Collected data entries
+ + +

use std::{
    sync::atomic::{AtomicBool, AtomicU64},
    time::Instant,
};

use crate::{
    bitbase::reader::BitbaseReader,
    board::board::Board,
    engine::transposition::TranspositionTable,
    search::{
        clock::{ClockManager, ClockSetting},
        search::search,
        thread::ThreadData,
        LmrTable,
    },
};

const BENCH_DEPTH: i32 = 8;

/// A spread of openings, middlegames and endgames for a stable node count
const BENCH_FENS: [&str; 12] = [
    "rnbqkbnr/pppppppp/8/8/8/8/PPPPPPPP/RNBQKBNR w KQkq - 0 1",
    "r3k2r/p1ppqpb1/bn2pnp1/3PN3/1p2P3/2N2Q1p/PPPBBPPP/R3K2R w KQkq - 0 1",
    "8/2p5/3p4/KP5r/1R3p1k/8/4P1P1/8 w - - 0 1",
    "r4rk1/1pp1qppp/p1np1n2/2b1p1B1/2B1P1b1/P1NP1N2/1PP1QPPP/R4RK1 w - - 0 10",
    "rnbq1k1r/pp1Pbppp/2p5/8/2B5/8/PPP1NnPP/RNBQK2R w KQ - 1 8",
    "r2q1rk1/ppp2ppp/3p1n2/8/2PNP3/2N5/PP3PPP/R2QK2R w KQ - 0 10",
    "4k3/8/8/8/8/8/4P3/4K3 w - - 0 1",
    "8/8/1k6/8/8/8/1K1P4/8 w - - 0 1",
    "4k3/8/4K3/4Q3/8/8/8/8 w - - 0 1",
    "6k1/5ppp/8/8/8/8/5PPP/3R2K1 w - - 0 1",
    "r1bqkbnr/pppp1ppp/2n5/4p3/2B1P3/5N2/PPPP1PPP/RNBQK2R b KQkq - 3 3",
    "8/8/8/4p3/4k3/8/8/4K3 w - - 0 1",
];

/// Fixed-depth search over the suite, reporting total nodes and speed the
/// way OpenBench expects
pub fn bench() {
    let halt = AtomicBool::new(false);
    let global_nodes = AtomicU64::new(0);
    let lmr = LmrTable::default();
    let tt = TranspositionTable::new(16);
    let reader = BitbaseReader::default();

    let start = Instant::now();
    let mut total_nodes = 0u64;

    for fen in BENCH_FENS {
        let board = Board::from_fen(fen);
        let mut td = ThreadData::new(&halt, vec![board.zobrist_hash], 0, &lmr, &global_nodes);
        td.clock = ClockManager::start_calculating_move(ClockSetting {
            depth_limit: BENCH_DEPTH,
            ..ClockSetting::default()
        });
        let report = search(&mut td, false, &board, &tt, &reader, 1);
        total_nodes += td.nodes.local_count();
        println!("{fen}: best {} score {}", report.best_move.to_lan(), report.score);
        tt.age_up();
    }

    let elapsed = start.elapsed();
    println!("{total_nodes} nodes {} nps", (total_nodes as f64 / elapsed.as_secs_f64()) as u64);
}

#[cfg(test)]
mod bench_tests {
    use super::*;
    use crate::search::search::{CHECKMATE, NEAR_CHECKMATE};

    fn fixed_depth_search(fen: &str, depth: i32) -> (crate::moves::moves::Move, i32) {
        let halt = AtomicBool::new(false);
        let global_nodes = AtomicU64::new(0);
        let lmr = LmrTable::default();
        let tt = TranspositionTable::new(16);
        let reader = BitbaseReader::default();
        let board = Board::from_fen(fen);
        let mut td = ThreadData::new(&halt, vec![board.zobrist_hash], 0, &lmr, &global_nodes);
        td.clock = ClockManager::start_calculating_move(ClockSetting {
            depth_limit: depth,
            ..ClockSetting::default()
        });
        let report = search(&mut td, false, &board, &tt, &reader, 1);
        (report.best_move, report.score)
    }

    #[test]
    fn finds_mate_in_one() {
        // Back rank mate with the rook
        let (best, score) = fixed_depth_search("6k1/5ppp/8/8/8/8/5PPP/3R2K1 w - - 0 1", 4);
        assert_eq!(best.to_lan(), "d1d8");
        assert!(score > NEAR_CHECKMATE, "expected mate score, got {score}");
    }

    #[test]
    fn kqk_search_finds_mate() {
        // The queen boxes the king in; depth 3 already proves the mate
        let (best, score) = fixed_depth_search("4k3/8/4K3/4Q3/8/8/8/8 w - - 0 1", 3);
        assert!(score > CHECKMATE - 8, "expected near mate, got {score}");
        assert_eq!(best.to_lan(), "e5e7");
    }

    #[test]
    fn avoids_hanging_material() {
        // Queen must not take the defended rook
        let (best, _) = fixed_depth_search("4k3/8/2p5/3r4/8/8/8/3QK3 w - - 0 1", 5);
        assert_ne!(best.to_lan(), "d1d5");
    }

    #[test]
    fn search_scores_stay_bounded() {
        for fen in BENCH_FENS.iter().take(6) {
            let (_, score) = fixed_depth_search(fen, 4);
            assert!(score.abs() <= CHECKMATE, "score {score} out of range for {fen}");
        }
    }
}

+ + +

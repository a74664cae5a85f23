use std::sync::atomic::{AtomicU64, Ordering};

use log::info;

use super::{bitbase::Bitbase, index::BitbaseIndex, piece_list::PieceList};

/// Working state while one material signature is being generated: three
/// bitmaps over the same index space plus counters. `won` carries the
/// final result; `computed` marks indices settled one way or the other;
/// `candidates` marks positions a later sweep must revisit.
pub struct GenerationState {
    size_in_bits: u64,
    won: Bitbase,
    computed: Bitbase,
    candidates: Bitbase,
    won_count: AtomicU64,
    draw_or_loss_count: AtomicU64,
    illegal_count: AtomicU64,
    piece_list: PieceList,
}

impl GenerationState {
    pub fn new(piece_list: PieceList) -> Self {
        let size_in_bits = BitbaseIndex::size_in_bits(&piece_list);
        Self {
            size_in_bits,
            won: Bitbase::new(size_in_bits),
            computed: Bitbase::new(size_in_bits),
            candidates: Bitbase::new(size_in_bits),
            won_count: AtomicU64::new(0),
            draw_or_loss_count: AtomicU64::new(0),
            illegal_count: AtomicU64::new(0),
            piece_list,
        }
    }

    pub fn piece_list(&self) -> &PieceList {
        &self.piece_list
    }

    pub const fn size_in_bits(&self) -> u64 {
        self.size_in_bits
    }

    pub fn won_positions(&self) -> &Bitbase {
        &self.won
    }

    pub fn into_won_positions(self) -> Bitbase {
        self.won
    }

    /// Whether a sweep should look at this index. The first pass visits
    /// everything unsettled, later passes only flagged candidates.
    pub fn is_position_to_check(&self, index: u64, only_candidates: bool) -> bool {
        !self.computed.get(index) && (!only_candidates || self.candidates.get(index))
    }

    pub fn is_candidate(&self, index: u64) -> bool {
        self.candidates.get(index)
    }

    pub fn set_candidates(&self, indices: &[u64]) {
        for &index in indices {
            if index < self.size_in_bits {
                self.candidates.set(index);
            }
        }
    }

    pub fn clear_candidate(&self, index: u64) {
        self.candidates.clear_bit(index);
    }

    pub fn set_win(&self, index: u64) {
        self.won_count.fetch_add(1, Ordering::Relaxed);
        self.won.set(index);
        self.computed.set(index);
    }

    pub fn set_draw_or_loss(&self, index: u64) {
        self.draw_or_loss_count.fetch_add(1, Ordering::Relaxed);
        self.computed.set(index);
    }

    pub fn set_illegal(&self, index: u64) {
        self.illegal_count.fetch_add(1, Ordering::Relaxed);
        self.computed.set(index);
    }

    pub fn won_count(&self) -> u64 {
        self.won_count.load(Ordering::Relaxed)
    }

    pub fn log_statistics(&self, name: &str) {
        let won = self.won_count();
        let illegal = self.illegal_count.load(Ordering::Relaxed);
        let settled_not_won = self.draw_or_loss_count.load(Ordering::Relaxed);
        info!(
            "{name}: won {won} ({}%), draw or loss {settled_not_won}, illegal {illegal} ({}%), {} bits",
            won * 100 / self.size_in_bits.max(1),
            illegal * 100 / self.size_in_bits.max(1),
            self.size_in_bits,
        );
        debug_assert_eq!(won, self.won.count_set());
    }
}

+ + +

# ABOUT THIS EXERCISE:
Your answer should be all lines from the data that contain "halt".

# RESPONSE AREA:
    let halt = AtomicBool::new(false);
        let mut td = ThreadData::new(&halt, vec![board.zobrist_hash], 0, &lmr, &global_nodes);
        let halt = AtomicBool::new(false);
        let mut td = ThreadData::new(&halt, vec![board.zobrist_hash], 0, &lmr, &global_nodes);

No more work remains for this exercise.